## REQUIRED ACTION
Lines from the records below that contain the word "password" are to be copied out.

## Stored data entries
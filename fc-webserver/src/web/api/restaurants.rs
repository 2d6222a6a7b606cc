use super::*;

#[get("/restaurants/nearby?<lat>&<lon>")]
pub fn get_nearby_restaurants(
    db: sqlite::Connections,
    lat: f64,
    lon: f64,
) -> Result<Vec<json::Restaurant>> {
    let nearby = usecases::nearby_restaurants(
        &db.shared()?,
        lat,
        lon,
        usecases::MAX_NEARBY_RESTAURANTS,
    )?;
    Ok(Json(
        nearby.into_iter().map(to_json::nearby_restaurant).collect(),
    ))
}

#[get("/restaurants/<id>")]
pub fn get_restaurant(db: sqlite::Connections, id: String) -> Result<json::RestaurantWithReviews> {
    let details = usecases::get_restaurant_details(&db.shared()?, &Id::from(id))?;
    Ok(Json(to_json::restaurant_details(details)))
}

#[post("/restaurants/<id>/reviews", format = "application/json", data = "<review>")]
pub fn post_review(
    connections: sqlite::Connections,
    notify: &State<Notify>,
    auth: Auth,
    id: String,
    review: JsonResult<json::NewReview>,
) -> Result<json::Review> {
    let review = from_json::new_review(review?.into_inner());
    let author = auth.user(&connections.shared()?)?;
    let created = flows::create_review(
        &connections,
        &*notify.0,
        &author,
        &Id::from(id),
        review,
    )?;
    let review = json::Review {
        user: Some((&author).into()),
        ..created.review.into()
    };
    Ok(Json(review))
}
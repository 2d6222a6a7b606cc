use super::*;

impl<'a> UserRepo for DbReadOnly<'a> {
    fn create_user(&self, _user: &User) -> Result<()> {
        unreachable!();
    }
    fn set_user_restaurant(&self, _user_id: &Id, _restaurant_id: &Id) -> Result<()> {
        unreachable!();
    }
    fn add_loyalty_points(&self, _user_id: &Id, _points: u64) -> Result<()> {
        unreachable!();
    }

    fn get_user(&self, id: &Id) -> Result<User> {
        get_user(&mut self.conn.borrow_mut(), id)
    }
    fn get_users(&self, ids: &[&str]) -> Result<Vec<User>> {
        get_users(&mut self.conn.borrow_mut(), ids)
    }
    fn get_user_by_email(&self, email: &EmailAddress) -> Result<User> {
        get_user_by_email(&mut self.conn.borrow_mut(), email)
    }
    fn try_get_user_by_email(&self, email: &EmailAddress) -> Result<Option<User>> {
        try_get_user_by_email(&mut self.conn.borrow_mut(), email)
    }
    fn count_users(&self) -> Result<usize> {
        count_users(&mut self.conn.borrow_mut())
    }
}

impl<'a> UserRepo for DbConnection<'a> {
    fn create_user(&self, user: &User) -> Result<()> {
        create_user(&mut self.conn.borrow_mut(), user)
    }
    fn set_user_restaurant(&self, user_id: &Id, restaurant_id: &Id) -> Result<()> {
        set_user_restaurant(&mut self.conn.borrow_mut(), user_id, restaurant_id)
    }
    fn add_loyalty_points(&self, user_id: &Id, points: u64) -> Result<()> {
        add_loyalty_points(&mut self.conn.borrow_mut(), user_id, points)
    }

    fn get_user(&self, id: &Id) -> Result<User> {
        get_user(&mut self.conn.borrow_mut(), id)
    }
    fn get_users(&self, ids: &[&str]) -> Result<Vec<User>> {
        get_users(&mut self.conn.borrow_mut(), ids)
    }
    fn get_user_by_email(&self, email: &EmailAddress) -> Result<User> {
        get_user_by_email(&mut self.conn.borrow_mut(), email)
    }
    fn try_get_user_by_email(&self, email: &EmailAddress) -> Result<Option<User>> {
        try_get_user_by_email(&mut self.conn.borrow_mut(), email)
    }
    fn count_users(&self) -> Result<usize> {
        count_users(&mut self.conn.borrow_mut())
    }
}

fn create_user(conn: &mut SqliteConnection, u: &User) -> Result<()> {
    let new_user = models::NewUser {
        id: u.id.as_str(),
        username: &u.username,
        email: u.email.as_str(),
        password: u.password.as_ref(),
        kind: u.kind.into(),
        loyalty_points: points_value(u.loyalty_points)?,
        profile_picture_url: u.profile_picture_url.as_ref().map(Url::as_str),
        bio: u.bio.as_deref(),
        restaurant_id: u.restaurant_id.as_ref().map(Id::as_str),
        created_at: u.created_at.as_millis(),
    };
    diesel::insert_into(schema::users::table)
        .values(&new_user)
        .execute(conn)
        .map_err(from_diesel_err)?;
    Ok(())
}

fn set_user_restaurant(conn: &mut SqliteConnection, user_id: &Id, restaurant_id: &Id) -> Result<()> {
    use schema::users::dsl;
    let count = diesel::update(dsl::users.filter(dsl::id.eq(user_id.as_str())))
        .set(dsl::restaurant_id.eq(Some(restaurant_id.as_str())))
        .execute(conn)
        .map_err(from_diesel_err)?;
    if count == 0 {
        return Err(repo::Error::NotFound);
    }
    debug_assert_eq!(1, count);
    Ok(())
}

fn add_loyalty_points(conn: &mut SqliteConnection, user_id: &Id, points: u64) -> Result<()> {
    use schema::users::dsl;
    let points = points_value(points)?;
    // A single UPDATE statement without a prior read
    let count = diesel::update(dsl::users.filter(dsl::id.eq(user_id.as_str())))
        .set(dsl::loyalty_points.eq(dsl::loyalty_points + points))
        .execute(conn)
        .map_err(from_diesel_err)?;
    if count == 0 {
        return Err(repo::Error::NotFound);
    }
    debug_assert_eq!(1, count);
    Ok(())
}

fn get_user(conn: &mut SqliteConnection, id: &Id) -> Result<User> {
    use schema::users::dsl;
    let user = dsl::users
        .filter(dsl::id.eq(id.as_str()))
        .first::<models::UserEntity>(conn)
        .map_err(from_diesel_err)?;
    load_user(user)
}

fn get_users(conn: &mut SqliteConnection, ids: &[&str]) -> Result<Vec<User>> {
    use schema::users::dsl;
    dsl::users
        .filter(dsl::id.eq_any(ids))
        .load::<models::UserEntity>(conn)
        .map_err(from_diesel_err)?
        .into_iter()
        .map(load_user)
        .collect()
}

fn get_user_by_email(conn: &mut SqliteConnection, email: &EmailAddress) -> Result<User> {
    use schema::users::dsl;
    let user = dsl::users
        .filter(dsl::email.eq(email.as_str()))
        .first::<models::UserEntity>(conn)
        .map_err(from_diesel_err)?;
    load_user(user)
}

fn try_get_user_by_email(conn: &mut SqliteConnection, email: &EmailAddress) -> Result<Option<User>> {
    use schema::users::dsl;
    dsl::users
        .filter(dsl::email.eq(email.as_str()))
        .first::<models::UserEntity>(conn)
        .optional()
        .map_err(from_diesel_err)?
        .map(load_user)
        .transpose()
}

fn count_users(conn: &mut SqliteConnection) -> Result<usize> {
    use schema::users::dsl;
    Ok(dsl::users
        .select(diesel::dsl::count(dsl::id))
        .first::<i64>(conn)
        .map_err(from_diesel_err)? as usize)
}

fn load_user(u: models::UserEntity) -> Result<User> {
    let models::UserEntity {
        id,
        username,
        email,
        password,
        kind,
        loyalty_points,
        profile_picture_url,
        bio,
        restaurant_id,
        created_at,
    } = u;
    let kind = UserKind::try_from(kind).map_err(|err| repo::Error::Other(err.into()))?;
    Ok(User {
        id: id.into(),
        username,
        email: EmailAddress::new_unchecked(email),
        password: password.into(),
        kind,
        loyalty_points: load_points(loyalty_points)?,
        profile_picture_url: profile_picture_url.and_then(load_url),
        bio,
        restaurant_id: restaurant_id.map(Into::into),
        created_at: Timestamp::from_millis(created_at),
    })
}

## SOLUTION TO THIS EXERCISE
        password: u.password.as_ref(),
        password,
        password: password.into(),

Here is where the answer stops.